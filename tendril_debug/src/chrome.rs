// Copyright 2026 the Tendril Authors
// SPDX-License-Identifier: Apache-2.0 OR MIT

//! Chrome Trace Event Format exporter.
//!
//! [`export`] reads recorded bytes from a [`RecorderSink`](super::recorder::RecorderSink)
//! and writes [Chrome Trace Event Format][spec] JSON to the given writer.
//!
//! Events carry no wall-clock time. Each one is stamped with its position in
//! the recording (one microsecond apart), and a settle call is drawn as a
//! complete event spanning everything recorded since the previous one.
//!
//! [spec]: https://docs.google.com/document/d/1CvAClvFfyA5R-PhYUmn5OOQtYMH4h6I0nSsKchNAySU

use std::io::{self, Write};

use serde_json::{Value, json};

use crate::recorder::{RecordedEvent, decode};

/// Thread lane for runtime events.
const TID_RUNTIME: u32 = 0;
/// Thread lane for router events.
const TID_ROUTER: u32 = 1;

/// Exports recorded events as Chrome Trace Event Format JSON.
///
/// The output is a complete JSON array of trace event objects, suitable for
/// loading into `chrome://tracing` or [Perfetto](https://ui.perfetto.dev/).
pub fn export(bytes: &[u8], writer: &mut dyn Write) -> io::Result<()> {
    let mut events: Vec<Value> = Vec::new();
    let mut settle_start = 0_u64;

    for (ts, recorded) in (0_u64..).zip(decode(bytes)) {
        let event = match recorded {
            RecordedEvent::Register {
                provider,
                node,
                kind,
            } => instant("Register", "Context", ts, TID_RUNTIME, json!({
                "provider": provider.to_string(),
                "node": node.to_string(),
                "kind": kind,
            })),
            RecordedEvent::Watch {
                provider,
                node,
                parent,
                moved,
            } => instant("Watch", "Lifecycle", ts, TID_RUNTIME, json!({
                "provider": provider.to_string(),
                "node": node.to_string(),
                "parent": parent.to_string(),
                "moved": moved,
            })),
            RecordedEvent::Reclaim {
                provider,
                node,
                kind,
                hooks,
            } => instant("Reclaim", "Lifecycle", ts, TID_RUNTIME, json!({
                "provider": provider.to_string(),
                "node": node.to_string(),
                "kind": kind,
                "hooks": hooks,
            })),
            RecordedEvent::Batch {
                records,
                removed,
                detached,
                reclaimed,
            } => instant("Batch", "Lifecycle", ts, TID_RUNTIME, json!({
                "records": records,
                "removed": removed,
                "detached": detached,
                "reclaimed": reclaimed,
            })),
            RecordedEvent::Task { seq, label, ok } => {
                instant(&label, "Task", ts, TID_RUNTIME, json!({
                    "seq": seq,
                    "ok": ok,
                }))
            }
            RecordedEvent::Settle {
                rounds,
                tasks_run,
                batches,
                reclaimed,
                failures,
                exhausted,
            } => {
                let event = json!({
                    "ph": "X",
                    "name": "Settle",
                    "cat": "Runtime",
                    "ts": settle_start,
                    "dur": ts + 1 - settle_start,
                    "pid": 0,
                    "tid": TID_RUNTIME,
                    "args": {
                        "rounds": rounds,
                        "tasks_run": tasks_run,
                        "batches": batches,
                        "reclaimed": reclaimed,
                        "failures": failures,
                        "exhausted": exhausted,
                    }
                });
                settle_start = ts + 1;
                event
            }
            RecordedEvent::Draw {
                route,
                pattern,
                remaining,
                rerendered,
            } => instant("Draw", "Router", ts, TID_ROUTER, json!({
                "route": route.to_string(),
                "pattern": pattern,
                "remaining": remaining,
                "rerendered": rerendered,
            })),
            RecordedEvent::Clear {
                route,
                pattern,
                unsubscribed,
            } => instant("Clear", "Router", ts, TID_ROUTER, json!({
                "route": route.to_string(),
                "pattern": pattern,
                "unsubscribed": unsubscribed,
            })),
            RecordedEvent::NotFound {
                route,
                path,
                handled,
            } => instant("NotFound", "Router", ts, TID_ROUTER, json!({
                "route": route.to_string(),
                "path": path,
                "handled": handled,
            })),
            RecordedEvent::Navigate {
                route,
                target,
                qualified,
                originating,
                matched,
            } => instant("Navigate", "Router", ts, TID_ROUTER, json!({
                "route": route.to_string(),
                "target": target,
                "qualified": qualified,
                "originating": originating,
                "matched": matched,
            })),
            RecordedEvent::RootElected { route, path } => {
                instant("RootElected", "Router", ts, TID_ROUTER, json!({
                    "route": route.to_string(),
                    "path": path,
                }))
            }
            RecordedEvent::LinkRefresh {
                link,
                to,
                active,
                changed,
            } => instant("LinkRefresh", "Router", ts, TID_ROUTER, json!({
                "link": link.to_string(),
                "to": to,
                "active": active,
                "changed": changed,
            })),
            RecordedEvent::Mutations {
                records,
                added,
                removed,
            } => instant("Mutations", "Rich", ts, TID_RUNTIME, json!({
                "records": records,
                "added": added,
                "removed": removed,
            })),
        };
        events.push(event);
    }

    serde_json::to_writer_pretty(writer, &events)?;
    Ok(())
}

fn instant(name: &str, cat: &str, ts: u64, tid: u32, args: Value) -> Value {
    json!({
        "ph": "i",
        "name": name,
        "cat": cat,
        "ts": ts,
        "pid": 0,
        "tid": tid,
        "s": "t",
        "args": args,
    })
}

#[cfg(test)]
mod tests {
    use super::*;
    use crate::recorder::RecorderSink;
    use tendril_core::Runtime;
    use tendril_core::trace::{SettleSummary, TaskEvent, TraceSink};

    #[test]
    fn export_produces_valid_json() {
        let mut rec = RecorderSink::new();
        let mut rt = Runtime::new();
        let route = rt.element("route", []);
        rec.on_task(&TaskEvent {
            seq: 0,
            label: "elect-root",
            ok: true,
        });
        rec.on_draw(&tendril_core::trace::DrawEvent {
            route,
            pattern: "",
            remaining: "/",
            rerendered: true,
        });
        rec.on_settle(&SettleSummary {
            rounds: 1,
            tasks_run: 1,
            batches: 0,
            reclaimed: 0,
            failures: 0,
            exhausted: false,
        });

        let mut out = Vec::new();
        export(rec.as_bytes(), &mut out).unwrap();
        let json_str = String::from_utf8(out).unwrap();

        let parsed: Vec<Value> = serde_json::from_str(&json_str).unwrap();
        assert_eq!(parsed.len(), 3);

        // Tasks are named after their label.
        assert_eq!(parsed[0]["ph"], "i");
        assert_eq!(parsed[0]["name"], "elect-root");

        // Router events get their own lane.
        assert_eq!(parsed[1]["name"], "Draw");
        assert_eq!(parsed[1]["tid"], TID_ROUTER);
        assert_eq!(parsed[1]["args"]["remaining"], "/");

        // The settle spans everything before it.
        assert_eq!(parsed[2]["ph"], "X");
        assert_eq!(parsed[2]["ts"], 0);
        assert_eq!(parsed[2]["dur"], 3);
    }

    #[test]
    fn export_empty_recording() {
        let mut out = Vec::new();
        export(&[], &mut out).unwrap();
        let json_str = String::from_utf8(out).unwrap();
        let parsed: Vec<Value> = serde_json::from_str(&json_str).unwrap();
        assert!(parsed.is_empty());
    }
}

# # # # # # #

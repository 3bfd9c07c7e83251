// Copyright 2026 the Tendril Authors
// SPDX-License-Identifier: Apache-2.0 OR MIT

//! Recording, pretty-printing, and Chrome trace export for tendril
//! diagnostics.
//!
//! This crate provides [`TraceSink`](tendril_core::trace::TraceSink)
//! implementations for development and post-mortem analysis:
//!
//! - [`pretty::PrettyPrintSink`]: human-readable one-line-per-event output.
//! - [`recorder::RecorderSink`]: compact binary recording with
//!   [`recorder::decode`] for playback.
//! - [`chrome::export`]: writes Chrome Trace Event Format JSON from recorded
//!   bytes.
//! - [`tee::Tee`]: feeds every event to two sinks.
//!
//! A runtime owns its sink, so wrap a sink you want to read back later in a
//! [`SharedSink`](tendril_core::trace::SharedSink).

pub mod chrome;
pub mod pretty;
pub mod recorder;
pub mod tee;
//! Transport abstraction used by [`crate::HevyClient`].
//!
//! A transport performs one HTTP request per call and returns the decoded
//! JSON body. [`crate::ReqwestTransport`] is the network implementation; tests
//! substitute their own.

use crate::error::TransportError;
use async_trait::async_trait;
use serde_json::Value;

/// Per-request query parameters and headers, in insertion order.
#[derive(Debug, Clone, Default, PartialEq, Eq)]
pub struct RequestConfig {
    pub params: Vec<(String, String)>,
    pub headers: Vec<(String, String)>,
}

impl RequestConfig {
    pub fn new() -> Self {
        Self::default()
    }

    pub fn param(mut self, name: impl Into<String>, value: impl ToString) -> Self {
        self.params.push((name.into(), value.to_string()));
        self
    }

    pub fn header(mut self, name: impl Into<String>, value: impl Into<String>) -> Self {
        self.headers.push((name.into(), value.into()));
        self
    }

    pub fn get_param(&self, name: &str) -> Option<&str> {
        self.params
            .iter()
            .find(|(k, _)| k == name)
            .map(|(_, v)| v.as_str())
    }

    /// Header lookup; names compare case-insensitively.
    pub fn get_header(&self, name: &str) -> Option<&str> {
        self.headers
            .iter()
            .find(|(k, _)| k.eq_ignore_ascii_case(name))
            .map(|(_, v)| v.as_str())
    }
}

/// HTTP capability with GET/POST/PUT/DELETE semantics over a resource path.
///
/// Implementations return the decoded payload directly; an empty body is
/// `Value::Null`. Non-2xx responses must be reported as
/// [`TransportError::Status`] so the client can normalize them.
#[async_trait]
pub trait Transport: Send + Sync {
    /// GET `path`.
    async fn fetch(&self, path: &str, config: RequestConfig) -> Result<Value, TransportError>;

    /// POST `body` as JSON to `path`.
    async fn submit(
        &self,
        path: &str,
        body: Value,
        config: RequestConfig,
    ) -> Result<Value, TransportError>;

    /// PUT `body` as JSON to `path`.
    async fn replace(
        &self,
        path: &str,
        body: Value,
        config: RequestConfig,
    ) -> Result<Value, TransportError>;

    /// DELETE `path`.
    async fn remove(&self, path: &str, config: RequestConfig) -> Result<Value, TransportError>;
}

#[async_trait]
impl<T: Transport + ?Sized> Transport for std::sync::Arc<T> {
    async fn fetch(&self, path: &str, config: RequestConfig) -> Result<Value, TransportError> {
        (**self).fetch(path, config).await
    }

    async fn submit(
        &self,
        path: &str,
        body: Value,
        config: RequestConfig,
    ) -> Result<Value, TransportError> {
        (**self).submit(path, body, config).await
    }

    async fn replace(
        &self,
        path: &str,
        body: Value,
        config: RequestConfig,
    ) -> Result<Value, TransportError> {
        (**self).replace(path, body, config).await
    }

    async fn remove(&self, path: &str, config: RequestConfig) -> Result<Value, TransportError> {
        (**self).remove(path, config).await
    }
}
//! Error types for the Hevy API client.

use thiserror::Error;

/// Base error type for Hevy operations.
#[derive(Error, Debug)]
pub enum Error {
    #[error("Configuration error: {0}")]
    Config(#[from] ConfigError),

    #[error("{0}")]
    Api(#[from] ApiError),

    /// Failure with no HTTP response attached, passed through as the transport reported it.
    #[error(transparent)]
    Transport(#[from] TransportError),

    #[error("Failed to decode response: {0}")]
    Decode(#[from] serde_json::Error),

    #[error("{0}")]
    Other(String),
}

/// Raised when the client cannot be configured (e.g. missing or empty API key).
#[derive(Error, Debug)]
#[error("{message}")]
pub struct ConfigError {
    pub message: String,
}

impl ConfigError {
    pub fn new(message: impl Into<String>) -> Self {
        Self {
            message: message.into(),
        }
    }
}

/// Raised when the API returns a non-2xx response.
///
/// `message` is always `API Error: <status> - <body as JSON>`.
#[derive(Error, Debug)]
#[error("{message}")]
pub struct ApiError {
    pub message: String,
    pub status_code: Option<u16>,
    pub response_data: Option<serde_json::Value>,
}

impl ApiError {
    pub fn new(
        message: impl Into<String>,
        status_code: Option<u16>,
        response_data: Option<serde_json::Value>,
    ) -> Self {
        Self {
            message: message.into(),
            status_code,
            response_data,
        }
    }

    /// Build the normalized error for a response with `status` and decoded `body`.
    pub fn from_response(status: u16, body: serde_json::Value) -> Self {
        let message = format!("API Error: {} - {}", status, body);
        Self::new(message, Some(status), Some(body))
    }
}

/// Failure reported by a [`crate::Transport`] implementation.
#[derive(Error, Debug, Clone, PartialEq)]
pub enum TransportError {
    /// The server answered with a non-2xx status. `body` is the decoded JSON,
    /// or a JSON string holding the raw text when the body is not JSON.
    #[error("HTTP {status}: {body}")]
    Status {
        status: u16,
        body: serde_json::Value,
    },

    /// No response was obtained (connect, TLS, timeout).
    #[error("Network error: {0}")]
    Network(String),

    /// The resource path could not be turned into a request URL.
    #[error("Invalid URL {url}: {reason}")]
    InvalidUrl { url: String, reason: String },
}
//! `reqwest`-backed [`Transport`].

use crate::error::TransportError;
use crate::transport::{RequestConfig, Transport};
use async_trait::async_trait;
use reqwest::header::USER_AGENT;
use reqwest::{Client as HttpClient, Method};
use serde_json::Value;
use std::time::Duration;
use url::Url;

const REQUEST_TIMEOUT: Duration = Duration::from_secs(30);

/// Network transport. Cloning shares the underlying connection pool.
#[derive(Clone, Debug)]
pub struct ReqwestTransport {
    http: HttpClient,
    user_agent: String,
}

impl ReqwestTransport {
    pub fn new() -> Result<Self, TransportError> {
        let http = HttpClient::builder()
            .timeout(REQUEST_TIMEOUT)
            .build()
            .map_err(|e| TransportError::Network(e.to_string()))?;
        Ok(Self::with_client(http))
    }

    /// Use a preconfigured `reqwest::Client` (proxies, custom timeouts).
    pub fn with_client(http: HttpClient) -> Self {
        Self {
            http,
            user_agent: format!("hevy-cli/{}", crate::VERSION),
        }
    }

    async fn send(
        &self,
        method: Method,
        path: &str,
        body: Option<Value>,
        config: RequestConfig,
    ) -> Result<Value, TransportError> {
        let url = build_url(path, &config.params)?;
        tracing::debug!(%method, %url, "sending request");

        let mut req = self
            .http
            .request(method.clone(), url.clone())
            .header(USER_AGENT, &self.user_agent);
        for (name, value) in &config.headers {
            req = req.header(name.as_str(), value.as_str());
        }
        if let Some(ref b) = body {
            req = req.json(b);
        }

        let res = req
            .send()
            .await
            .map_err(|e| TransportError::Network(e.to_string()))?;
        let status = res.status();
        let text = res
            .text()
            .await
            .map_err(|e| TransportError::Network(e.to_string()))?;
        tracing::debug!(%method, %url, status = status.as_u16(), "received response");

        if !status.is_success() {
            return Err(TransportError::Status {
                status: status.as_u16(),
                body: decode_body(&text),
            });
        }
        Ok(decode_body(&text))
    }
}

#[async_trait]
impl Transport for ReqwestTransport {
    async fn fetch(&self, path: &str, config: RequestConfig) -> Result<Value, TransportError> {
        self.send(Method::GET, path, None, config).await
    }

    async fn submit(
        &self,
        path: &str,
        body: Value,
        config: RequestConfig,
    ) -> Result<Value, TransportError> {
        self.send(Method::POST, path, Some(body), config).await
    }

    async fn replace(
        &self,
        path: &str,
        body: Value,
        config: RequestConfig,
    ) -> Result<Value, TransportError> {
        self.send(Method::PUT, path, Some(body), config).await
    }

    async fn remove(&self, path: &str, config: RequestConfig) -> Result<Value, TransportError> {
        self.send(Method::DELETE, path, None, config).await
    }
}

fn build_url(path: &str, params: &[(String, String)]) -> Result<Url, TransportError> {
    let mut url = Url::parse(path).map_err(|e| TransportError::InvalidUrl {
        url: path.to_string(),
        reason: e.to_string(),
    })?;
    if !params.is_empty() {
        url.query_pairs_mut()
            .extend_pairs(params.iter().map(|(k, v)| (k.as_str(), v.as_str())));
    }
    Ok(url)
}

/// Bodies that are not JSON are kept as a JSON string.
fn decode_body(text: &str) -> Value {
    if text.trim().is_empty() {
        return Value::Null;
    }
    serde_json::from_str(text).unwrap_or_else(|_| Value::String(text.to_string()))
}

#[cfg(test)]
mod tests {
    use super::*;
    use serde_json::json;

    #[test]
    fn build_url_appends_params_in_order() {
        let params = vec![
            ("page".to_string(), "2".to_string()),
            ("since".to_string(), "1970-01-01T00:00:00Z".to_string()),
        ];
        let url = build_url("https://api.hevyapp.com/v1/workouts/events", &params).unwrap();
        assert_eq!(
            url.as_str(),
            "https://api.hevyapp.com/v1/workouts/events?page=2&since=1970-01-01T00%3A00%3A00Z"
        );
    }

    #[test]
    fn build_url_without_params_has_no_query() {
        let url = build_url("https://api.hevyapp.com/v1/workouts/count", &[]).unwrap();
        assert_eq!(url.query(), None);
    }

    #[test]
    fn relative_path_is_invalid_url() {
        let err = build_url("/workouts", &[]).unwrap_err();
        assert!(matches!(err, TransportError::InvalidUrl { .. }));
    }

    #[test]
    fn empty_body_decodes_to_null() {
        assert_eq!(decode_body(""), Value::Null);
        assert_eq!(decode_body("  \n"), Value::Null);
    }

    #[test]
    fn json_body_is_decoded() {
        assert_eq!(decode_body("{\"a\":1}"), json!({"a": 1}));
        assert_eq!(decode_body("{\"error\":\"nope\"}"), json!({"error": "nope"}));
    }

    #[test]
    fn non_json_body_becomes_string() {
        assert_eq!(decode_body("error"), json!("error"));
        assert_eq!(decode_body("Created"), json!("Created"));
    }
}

# # # # # # #

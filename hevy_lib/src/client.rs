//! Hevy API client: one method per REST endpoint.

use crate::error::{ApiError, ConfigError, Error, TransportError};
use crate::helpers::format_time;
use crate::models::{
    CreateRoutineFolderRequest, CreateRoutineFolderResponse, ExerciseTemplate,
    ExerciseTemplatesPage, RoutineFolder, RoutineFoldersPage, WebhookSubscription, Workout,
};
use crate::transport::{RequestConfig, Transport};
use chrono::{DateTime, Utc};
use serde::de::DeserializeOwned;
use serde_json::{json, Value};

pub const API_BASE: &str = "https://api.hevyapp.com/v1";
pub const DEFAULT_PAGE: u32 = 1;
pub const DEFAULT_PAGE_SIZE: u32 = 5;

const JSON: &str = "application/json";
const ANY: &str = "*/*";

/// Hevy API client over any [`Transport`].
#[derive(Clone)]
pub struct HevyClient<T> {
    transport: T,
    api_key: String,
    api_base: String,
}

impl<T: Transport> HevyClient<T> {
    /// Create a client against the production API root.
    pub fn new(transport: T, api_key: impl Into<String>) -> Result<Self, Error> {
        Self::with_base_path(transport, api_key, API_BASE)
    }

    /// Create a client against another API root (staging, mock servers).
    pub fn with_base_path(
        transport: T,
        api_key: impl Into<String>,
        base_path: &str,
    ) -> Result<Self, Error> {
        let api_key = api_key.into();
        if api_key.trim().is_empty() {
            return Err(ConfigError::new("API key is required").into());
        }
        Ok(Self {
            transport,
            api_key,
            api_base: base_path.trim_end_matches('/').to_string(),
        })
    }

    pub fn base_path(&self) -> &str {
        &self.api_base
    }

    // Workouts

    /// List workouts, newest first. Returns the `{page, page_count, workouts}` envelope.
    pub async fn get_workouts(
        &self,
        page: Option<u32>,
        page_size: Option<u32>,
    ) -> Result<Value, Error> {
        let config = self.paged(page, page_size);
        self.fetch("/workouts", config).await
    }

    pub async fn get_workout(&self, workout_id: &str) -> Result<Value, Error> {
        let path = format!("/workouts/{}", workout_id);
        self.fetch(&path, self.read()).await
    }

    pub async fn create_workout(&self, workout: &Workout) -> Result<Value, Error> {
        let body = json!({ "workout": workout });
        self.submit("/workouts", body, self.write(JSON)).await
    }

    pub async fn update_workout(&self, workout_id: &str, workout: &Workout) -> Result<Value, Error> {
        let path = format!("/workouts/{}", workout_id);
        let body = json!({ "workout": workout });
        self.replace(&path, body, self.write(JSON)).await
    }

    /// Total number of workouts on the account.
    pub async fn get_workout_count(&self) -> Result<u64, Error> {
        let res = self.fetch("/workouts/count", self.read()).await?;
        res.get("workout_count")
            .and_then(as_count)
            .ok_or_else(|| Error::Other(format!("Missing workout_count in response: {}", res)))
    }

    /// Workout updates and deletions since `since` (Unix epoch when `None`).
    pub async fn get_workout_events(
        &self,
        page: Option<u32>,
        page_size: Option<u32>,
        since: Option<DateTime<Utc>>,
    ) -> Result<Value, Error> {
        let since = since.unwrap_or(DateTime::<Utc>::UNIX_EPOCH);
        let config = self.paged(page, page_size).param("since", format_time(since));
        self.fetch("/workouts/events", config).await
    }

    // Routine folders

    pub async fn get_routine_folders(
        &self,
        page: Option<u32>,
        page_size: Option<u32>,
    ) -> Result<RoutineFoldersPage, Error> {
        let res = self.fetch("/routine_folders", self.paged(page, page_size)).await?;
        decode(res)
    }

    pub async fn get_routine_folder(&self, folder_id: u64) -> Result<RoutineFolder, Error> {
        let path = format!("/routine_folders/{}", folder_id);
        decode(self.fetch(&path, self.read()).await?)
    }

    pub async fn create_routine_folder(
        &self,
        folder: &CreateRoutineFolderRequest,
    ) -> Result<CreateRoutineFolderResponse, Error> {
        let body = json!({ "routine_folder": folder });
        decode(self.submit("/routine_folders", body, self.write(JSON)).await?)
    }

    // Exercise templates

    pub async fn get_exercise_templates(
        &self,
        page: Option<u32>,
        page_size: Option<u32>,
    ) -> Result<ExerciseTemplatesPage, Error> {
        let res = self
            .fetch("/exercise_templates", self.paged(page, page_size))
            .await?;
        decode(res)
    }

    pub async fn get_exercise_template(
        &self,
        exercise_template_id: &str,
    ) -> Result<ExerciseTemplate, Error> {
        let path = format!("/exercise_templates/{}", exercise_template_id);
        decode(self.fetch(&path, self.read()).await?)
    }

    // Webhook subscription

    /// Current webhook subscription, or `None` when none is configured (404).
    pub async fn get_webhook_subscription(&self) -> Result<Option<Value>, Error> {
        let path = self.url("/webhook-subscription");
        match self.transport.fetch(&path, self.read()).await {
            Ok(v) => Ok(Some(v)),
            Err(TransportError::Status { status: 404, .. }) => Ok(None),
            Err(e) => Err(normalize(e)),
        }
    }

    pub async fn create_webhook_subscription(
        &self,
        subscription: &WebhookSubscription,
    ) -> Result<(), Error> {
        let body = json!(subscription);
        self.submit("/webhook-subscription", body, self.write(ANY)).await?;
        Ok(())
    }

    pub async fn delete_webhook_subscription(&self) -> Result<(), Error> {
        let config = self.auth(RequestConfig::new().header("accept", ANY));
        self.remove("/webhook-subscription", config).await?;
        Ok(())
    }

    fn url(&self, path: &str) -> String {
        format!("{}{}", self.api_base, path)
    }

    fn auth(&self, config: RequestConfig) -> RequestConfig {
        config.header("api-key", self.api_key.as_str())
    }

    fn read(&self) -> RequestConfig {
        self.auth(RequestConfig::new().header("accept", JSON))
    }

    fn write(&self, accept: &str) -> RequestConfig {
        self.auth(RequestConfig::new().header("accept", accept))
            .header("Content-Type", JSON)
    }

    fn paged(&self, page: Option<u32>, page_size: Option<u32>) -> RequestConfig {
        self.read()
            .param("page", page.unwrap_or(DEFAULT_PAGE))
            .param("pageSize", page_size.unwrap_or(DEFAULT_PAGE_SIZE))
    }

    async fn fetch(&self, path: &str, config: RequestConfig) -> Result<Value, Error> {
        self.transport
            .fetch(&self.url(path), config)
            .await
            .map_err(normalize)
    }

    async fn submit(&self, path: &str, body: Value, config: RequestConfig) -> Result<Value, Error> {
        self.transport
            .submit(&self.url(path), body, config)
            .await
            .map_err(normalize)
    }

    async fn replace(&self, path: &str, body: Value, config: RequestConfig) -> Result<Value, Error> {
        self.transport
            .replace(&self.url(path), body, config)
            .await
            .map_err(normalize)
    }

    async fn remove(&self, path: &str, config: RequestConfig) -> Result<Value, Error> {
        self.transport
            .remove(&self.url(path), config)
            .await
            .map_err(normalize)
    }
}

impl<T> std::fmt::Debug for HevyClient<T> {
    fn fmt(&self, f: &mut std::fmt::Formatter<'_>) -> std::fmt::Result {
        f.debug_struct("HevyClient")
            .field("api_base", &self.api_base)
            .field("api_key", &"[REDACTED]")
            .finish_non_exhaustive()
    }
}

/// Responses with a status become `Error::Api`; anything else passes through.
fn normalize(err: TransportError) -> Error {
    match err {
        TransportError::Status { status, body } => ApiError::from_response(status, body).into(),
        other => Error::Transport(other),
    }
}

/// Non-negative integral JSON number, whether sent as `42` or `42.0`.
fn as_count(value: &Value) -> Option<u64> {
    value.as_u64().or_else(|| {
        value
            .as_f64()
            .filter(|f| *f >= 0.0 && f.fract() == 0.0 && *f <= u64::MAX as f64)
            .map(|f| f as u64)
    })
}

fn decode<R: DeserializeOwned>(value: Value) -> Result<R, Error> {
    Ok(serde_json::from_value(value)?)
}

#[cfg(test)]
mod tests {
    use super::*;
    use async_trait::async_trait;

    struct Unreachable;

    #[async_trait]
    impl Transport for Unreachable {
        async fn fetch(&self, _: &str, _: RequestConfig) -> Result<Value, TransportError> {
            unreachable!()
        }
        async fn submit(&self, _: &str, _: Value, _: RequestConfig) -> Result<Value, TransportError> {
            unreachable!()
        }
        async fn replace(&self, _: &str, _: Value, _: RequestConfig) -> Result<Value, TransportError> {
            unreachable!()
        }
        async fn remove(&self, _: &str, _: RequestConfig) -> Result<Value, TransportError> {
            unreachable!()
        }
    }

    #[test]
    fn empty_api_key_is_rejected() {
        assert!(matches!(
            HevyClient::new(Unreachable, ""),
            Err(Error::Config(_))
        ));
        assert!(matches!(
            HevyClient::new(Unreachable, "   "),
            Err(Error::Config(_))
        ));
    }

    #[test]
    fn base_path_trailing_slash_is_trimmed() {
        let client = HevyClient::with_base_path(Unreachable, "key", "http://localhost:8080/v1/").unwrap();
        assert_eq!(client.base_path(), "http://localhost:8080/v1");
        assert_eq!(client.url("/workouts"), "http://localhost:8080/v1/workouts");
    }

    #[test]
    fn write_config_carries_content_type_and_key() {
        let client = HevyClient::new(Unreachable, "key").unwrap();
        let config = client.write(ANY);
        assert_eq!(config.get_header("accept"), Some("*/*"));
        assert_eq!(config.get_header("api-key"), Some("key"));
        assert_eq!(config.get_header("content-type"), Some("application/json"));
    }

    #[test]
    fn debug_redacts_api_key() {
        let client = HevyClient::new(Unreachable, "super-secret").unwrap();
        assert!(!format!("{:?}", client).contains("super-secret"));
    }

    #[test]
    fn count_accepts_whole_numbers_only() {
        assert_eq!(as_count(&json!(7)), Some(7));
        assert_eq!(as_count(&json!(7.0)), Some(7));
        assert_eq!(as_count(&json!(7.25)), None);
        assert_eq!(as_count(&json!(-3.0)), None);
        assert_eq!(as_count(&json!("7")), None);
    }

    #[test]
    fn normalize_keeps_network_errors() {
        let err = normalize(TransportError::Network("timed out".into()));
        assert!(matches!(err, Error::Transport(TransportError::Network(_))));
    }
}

# # # # # # #

Select, from the listing, all lines that include the word "reported".

● RESULT OF THE EXERCISE
/// `Value::Null`. Non-2xx responses must be reported as
    /// Failure with no HTTP response attached, passed through as the transport reported it.
/// Failure reported by a [`crate::Transport`] implementation.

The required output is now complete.